[Provided records]
-*-*-

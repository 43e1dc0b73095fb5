//! Annotator configuration.
//!
//! ```toml
//! [lexicon]
//! path = "resources/time_word_types.txt"
//!
//! [mode]
//! kind = "inference"
//! model_path = "models/timex"
//! ```

use crate::errors::{TimexError, TimexResult};
use crate::lexicon::TimeWordLexicon;
use serde::{Deserialize, Serialize};
use std::fs;
use std::path::{Path, PathBuf};
use std::sync::Arc;

/// Where the time-word lexicon comes from.
#[derive(Debug, Clone, Default, PartialEq, Eq, Serialize, Deserialize)]
pub struct LexiconConfig {
    /// Lexicon file; the bundled table is used when absent.
    #[serde(default)]
    pub path: Option<PathBuf>,
}

/// Training or inference, fixed for the whole run.
#[derive(Debug, Clone, PartialEq, Eq, Serialize, Deserialize)]
#[serde(tag = "kind", rename_all = "snake_case")]
pub enum ModeConfig {
    /// Write training instances into `output_dir`.
    Training { output_dir: PathBuf },
    /// Classify with the model stored at `model_path`.
    Inference { model_path: PathBuf },
}

/// Configuration for an annotation run.
#[derive(Debug, Clone, PartialEq, Eq, Serialize, Deserialize)]
pub struct AnnotatorConfig {
    #[serde(default)]
    pub lexicon: LexiconConfig,
    pub mode: ModeConfig,
}

impl AnnotatorConfig {
    pub fn training(output_dir: impl Into<PathBuf>) -> Self {
        Self {
            lexicon: LexiconConfig::default(),
            mode: ModeConfig::Training {
                output_dir: output_dir.into(),
            },
        }
    }

    pub fn inference(model_path: impl Into<PathBuf>) -> Self {
        Self {
            lexicon: LexiconConfig::default(),
            mode: ModeConfig::Inference {
                model_path: model_path.into(),
            },
        }
    }

    /// Use the lexicon file at `path` instead of the bundled one.
    pub fn with_lexicon_path(mut self, path: impl Into<PathBuf>) -> Self {
        self.lexicon.path = Some(path.into());
        self
    }

    pub fn from_toml_str(content: &str) -> TimexResult<Self> {
        let config: Self = toml::from_str(content).map_err(|e| TimexError::Config {
            message: e.to_string(),
        })?;
        config.validate()?;
        Ok(config)
    }

    /// Load from a TOML file.
    pub fn load(path: &Path) -> TimexResult<Self> {
        let content = fs::read_to_string(path).map_err(|e| TimexError::io(path.display(), e))?;
        Self::from_toml_str(&content)
    }

    pub fn is_training(&self) -> bool {
        matches!(self.mode, ModeConfig::Training { .. })
    }

    /// Validate the configuration
    pub fn validate(&self) -> TimexResult<()> {
        let (field, path) = match &self.mode {
            ModeConfig::Training { output_dir } => ("output_dir", output_dir),
            ModeConfig::Inference { model_path } => ("model_path", model_path),
        };
        if path.as_os_str().is_empty() {
            return Err(TimexError::Config {
                message: format!("{} must not be empty", field),
            });
        }
        Ok(())
    }

    /// The configured lexicon, loaded from disk or the bundled table.
    pub fn load_lexicon(&self) -> TimexResult<Arc<TimeWordLexicon>> {
        match &self.lexicon.path {
            Some(path) => Ok(Arc::new(TimeWordLexicon::load(path)?)),
            None => TimeWordLexicon::bundled(),
        }
    }
}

-*-*-

If a line in the records above contains "serde", copy that line.

use serde::{Deserialize, Serialize};
    #[serde(default)]
#[serde(tag = "kind", rename_all = "snake_case")]
    #[serde(default)]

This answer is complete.